El acto de huir y la posibilidad de abrir otra puerta

Hace poco leí que realmente desechamos el 95 por ciento de lo que ocurre a nuestro alrededor, de ahí que fácilmente el ladrón consiga quitarnos nuestra cartera o reloj delante de nuestras narices sin que nos demos cuenta. Estos errores de percepción, según la teoría de Stephen L. Macknik, Susana Martínez-Conde, et. al., contenida en el libro Los engaños de la mente, están muy ligados a lo que estamos acostumbrados a mirar, por ejemplo, el acomodo de las sombras dependiendo de la hora del día. Lo que entiendo es que miramos en automático, sin más, la mirada al frente mientras sucede a nuestro alrededor todo lo que se supone debe ocurrir. Es decir, las cosas cambian. ¿Cuántas veces no les ha ocurrido que regresan a casa sin recordar nada, absolutamente nada, desde que salieron del trabajo hasta abrir la cochera o estacionar el coche? El asunto, pues, es mirar mientras se tantea el acelerador.

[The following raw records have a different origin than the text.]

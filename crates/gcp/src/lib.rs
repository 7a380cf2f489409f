//! RAD Lab notifier Google Cloud adapters.
//!
//! Implements the port traits defined in the [`notifier`] crate over the
//! Google Cloud REST APIs:
//!
//! | Port | Adapter | API |
//! |------|---------|-----|
//! | [`notifier::DocumentStore`] | [`FirestoreClient`] | Firestore v1 documents |
//! | [`notifier::BlobStore`] | [`CloudStorageClient`] | Cloud Storage JSON API |
//! | [`notifier::NotebookService`] | [`NotebooksClient`] | Notebooks v1 instances |
//!
//! ## Architectural Layer
//!
//! **Infrastructure.** HTTP transport, authentication, URL encoding and
//! status-code classification live here. The [`notifier`] crate sees only its
//! own traits and [`notifier::FetchError`].
//!
//! Each client owns one `reqwest::Client` and is meant to be built once per
//! process and shared across invocations.

pub mod auth;
pub mod firestore;
mod http;
pub mod notebooks;
pub mod storage;

pub use auth::{Credentials, CLOUD_PLATFORM_SCOPE};
pub use firestore::{FirestoreClient, DEFAULT_FIRESTORE_ENDPOINT};
pub use notebooks::{NotebooksClient, DEFAULT_NOTEBOOKS_ENDPOINT};
pub use storage::{CloudStorageClient, DEFAULT_STORAGE_ENDPOINT};

#[cfg(test)]
mod testing {
    /// Serves `app` on an ephemeral loopback port and returns its base URL.
    pub(crate) async fn spawn_server(app: axum::Router) -> String {
        let listener = tokio::net::TcpListener::bind("127.0.0.1:0")
            .await
            .expect("bind");
        let addr = listener.local_addr().expect("local addr");
        tokio::spawn(async move {
            let _ = axum::serve(listener, app).await;
        });
        format!("http://{addr}")
    }
}
//! Core domain for the RAD Lab build notifier.
//!
//! This crate contains every domain concept used by the relay: newtype
//! identifiers, the closed set of deployment flavors, inbound event decoding,
//! Terraform state access, error types, and the port traits through which the
//! relay reads external services. Infrastructure crates implement the traits
//! defined here; they never add domain rules.
//!
//! ## Architectural Layer
//!
//! **Business logic + port definitions.** This crate has no I/O dependencies.
//! It defines *what* is needed; infrastructure crates define *how* to supply it.
//!
//! ## Module Layout
//!
//! | Module | Contents |
//! |--------|----------|
//! | [`identifiers`] | Newtype identifiers and derived resource paths |
//! | [`types`] | `Flavor`, `BuildStatus`, fetched records |
//! | [`event`] | CloudEvent envelope and build payload decoding |
//! | [`state`] | Terraform provisioning state outputs |
//! | [`errors`] | Decode, fetch, state-shape and aggregate errors |
//! | [`ports`] | `DocumentStore`, `BlobStore`, `NotebookService` |

pub mod errors;
pub mod event;
pub mod identifiers;
pub mod ports;
pub mod state;
pub mod types;

#[cfg(any(test, feature = "test-support"))]
pub mod fakes;

// Re-export everything at the crate root for ergonomic usage by downstream crates.
pub use errors::{DecodeError, FetchError, FetchErrorKind, RelayError, Service, StateShapeError};
pub use event::{BuildData, BuildEvent, CloudEvent, MessagePublishedData, PubsubMessage};
pub use identifiers::{
    BucketName, DocumentPath, InstanceName, InvocationId, LocationId, NotebookInstancePath,
    ObjectKey, ProjectId, RequestId,
};
pub use ports::{BlobStore, DocumentStore, NotebookService};
pub use state::ProvisioningState;
pub use types::{BuildStatus, Flavor, NotebookInstance, RequestRecord, Timestamp};
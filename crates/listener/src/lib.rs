//! RAD Lab notifier event source.
//!
//! Receives build notifications pushed by a Pub/Sub subscription (directly or
//! through Eventarc) and hands each one to [`handlers::Dispatcher`].
//!
//! ## Routes
//!
//! | Method | Path | Behaviour |
//! |--------|------|-----------|
//! | `POST` | `/` | Decode the CloudEvent and dispatch it |
//! | `GET` | `/healthz` | Liveness probe |
//!
//! ## Status codes
//!
//! `204` for handled and ignored events, `400` for a body that is not a
//! CloudEvent, and `500` for any relay error. Non-2xx answers make the
//! delivery layer retry according to its own policy; nothing is retried here.
//!
//! ## Architectural Layer
//!
//! **Infrastructure.** HTTP framing and CloudEvent content modes live here.
//! The dispatcher sees only [`notifier::CloudEvent`].

pub mod cloudevent;
pub mod server;

pub use server::{router, serve, ListenerError};
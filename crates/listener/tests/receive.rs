//! HTTP-level checks for the event receiver.

#![allow(clippy::expect_used, clippy::unwrap_used)]

use std::sync::Arc;

use axum::body::Body;
use axum::http::{header, Method, Request, StatusCode};
use handlers::{Dispatcher, HandlerSet};
use notifier::event::encode_message_data;
use notifier::fakes::{InMemoryBlobStore, InMemoryDocumentStore, RecordingNotebookService};
use serde_json::json;
use tower::ServiceExt;

const DS_STATE: &str = r#"{"outputs":{"project-radlab-ds-analytics-id":{"value":"proj-x"},"notebooks-instance-names":{"value":"nb1,nb2"},"notebooks-instance-locations":{"value":"us-central1-a,europe-west4-b"}}}"#;

struct Harness {
    router: axum::Router,
    blobs: Arc<InMemoryBlobStore>,
    notebooks: Arc<RecordingNotebookService>,
}

fn harness() -> Harness {
    let blobs = Arc::new(InMemoryBlobStore::new().with_object(
        "bkt-1",
        "req-1/default.tfstate",
        DS_STATE,
    ));
    let notebooks = Arc::new(RecordingNotebookService::new());
    let dispatcher = Dispatcher::new(
        Arc::new(InMemoryDocumentStore::new()),
        blobs.clone(),
        HandlerSet::standard(notebooks.clone()),
    );
    Harness {
        router: listener::router(Arc::new(dispatcher)),
        blobs,
        notebooks,
    }
}

fn message_data(trigger_name: &str, status: &str) -> String {
    encode_message_data(&json!({
        "status": status,
        "substitutions": {
            "TRIGGER_NAME": trigger_name,
            "_REQUEST_ID": "req-1",
            "_STORAGE_BUCKET": "bkt-1"
        }
    }))
}

fn binary_request(data: &str) -> Request<Body> {
    Request::builder()
        .method(Method::POST)
        .uri("/")
        .header(header::CONTENT_TYPE, "application/json")
        .header("ce-id", "evt-1")
        .header("ce-specversion", "1.0")
        .header("ce-type", "google.cloud.pubsub.topic.v1.messagePublished")
        .header("ce-source", "//pubsub.googleapis.com/projects/p/topics/cloud-builds")
        .body(Body::from(
            json!({
                "message": {"data": data, "messageId": "m-1"},
                "subscription": "projects/p/subscriptions/rad-lab"
            })
            .to_string(),
        ))
        .expect("request")
}

#[tokio::test]
async fn handled_event_answers_no_content() {
    let harness = harness();

    let response = harness
        .router
        .clone()
        .oneshot(binary_request(&message_data(
            "rad-lab-launch-data-science-pub-sub",
            "SUCCESS",
        )))
        .await
        .expect("response");

    assert_eq!(response.status(), StatusCode::NO_CONTENT);
    let lookups: Vec<String> = harness
        .notebooks
        .calls()
        .iter()
        .map(ToString::to_string)
        .collect();
    assert_eq!(
        lookups,
        vec![
            "projects/proj-x/locations/us-central1-a/instances/nb1",
            "projects/proj-x/locations/europe-west4-b/instances/nb2",
        ]
    );
}

#[tokio::test]
async fn structured_event_is_accepted() {
    let harness = harness();
    let body = json!({
        "specversion": "1.0",
        "id": "evt-2",
        "type": "google.cloud.pubsub.topic.v1.messagePublished",
        "source": "//pubsub.googleapis.com/projects/p/topics/cloud-builds",
        "data": {"message": {"data": message_data("rad-lab-launch-genomics-dsub", "FAILURE")}}
    });
    let request = Request::builder()
        .method(Method::POST)
        .uri("/")
        .header(header::CONTENT_TYPE, "application/cloudevents+json")
        .body(Body::from(body.to_string()))
        .expect("request");

    let response = harness.router.oneshot(request).await.expect("response");

    assert_eq!(response.status(), StatusCode::NO_CONTENT);
    assert_eq!(harness.blobs.calls().len(), 1);
}

#[tokio::test]
async fn unknown_trigger_answers_no_content_without_fetching() {
    let harness = harness();

    let response = harness
        .router
        .clone()
        .oneshot(binary_request(&message_data("deploy-docs", "SUCCESS")))
        .await
        .expect("response");

    assert_eq!(response.status(), StatusCode::NO_CONTENT);
    assert!(harness.blobs.calls().is_empty());
}

#[tokio::test]
async fn relay_errors_answer_internal_server_error() {
    let harness = harness();

    let response = harness
        .router
        .clone()
        .oneshot(binary_request("!!! not base64 !!!"))
        .await
        .expect("response");

    assert_eq!(response.status(), StatusCode::INTERNAL_SERVER_ERROR);
    let body = axum::body::to_bytes(response.into_body(), usize::MAX)
        .await
        .expect("body");
    assert!(String::from_utf8_lossy(&body).contains("base64"));
}

#[tokio::test]
async fn non_cloud_event_body_is_a_bad_request() {
    let harness = harness();
    let request = Request::builder()
        .method(Method::POST)
        .uri("/")
        .header(header::CONTENT_TYPE, "application/json")
        .body(Body::from(r#"{"hello": "world"}"#))
        .expect("request");

    let response = harness.router.oneshot(request).await.expect("response");

    assert_eq!(response.status(), StatusCode::BAD_REQUEST);
}

#[tokio::test]
async fn health_reports_ok() {
    let harness = harness();
    let request = Request::builder()
        .uri("/healthz")
        .body(Body::empty())
        .expect("request");

    let response = harness.router.oneshot(request).await.expect("response");

    assert_eq!(response.status(), StatusCode::OK);
    let body = axum::body::to_bytes(response.into_body(), usize::MAX)
        .await
        .expect("body");
    let value: serde_json::Value = serde_json::from_slice(&body).expect("json");
    assert_eq!(value, json!({"status": "ok"}));
}
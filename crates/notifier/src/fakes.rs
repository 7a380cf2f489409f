//! In-memory port implementations for tests.
//!
//! Each fake records the calls it receives so tests can assert on the exact
//! sequence of external requests an invocation made.

use std::collections::HashMap;
use std::sync::Mutex;

use async_trait::async_trait;

use crate::{
    BlobStore, BucketName, DocumentPath, DocumentStore, FetchError, FetchErrorKind,
    NotebookInstance, NotebookInstancePath, NotebookService, ObjectKey, RequestRecord, Service,
};

/// A document store backed by a map from path to fields.
#[derive(Debug, Default)]
pub struct InMemoryDocumentStore {
    documents: HashMap<String, serde_json::Value>,
    failure: Option<FetchErrorKind>,
    calls: Mutex<Vec<DocumentPath>>,
}

impl InMemoryDocumentStore {
    /// Creates an empty store.
    pub fn new() -> Self {
        Self::default()
    }

    /// Adds a document.
    #[must_use]
    pub fn with_document(mut self, path: impl Into<String>, fields: serde_json::Value) -> Self {
        self.documents.insert(path.into(), fields);
        self
    }

    /// Makes every lookup fail with `kind`.
    #[must_use]
    pub fn failing(mut self, kind: FetchErrorKind) -> Self {
        self.failure = Some(kind);
        self
    }

    /// Returns the paths requested so far, in order.
    pub fn calls(&self) -> Vec<DocumentPath> {
        self.calls.lock().map(|c| c.clone()).unwrap_or_default()
    }
}

#[async_trait]
impl DocumentStore for InMemoryDocumentStore {
    async fn get_document(&self, path: &DocumentPath) -> Result<RequestRecord, FetchError> {
        if let Ok(mut calls) = self.calls.lock() {
            calls.push(path.clone());
        }
        if let Some(kind) = self.failure {
            return Err(FetchError::new(
                Service::DocumentStore,
                kind,
                path.as_str(),
                "injected failure",
            ));
        }
        Ok(match self.documents.get(path.as_str()) {
            Some(fields) => RequestRecord::found(path.clone(), fields.clone()),
            None => RequestRecord::missing(path.clone()),
        })
    }
}

/// A blob store backed by a map from `(bucket, key)` to bytes.
#[derive(Debug, Default)]
pub struct InMemoryBlobStore {
    objects: HashMap<(String, String), Vec<u8>>,
    calls: Mutex<Vec<(BucketName, ObjectKey)>>,
}

impl InMemoryBlobStore {
    /// Creates an empty store.
    pub fn new() -> Self {
        Self::default()
    }

    /// Adds an object.
    #[must_use]
    pub fn with_object(
        mut self,
        bucket: impl Into<String>,
        key: impl Into<String>,
        contents: impl Into<Vec<u8>>,
    ) -> Self {
        self.objects
            .insert((bucket.into(), key.into()), contents.into());
        self
    }

    /// Returns the objects requested so far, in order.
    pub fn calls(&self) -> Vec<(BucketName, ObjectKey)> {
        self.calls.lock().map(|c| c.clone()).unwrap_or_default()
    }
}

#[async_trait]
impl BlobStore for InMemoryBlobStore {
    async fn download(&self, bucket: &BucketName, key: &ObjectKey) -> Result<Vec<u8>, FetchError> {
        if let Ok(mut calls) = self.calls.lock() {
            calls.push((bucket.clone(), key.clone()));
        }
        self.objects
            .get(&(bucket.as_str().to_string(), key.as_str().to_string()))
            .cloned()
            .ok_or_else(|| {
                FetchError::new(
                    Service::BlobStore,
                    FetchErrorKind::NotFound,
                    format!("gs://{bucket}/{key}"),
                    "No such object",
                )
            })
    }
}

/// A notebook service that answers every lookup with an `ACTIVE` instance,
/// unless the instance was registered as missing.
#[derive(Debug, Default)]
pub struct RecordingNotebookService {
    missing: Vec<String>,
    calls: Mutex<Vec<NotebookInstancePath>>,
}

impl RecordingNotebookService {
    /// Creates a service that knows every instance.
    pub fn new() -> Self {
        Self::default()
    }

    /// Makes lookups of `path` fail with `NotFound`.
    #[must_use]
    pub fn with_missing(mut self, path: impl Into<String>) -> Self {
        self.missing.push(path.into());
        self
    }

    /// Returns the instances requested so far, in order.
    pub fn calls(&self) -> Vec<NotebookInstancePath> {
        self.calls.lock().map(|c| c.clone()).unwrap_or_default()
    }
}

#[async_trait]
impl NotebookService for RecordingNotebookService {
    async fn get_instance(
        &self,
        path: &NotebookInstancePath,
    ) -> Result<NotebookInstance, FetchError> {
        if let Ok(mut calls) = self.calls.lock() {
            calls.push(path.clone());
        }
        let name = path.to_string();
        if self.missing.contains(&name) {
            return Err(FetchError::new(
                Service::NotebookService,
                FetchErrorKind::NotFound,
                name,
                "instance not found",
            ));
        }
        Ok(NotebookInstance {
            name,
            state: Some("ACTIVE".to_string()),
            proxy_uri: None,
            extra: serde_json::Map::new(),
        })
    }
}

Cerca de mi trabajo hay un crucero de los considerados de alta peligrosidad. Fue cuando lo vi. El joven arrojado pretendía cruzar la avenida más álgida. Con playera escolar y mochila en la espalda, su rostro revelaba el esfuerzo sobrehumano. Milésimas de segundos después había ganado la carrera. Su rostro, sin embargo, se quedó fijo en la memoria. No un rostro feliz sino estupefacto por su propia temeridad. Pensé, entonces, que realmente así avanzamos. No cruzando pequeñas vías sino avenidas colosales. No sé si el sueño sea el único lugar seguro. Si nos privaran de soñar, dice Oliver Sacks, sencillamente enloqueceríamos.

Muy extraño que pudiera ver la escena. Suelo concentrarme en la velocidad, en lo que ocurre o pueda ocurrir alrededor del coche pero ya no quiero sólo mirar el 5 por ciento de lo que ocurre en la vida, dije, y quizá sea éste el primer resultado. Lo que vi, insisto, no me gustó. Pertenecemos a la era de la urgencia. ¿Para qué disputarle el tiempo al reloj? ¿Preferible correr bajo el sol que se incendia y cae sobre nosotros sin misericordia? El mar, los jardines, los bosques, las huertas, esos pequeños descubrimientos se convirtieron en edificios, en muros, en ruido, en gritos, en estallidos.

Pero no sólo se trata de desatar contra el tiempo una pugna, sino de correr de nosotros mismos. Evoco el rostro y, también, es el rostro de quien huye. ¿Será acaso que huimos de nosotros mismos, de nuestros demonios, de nuestras sombras? “La sombra es el cuerpo del alma”, decía Oscar Wilde. Prefiero seguir intentando ser la persona que quiero ser. Es más sencillo llevar los días con ésta que pretende escribir que con aquella que susurra y me jala como un demonio a la oscuridad. He establecido entre nosotras una especie de muro de contención. He ordenado mi vida en torno a ese muro para cada vez fortalecerlo con base en reglas estrictas. Por ejemplo, cierta saturación de trabajo.

No soy de las que tiran la agenda. No, al contrario, si hay un día en el que falta el trabajo, me siento fuera de lugar, me ahogo en ese espacio oscuro. Recurro, nuevamente a lo que llamo ruido o bien a la escritura. En la escritura estoy salvada. No aliviada tras una confesión general y dispuesta a emprender otra vida, parafraseando a Goethe, sino salvada. No es que me oculte, sino que en encuentro otra puerta. El joven tal vez tenía la posibilidad de abrir otra puerta y evitar el riesgo, pero optó por cruzar entre autos la avenida. ¿Podemos decir que fue valiente? No sé. Es como jugar con pistola en mano a la ruleta rusa. Quizá lo más fácil era usar el puente y mirar desde su punto intermedio, la agitación, el cielo, las luces lentamente apagándose. Pero así somos. Si no huimos de nuestras propias tormentas, de nuestros propios demonios, lo hacemos sí de los compromisos, las enfermedades, los conflictos, la muerte, etc. Y lo hacemos enceguecidos; ese 5 por ciento, es una nada ante lo que nos rodea. No sé, no quisiera que llegara en que, al abrir los ojos de verdad, evocando un poema de José Emilio Pacheco, no quedara un árbol, y todo fuera asfalto y asfixia “o malpaís, terreno pedregoso sin vida”.

Lo que queda es volver el tiempo y dejar la imagen justo antes de que ocurra todo lo que ya les he contado. Avanzar y mirar como si vivir se tratara de un sueño, porque como afirmó Rosa Montero, la vida es pequeña e individual, por muy estupenda que sea, es demasiado pequeña para quedarnos encerrados.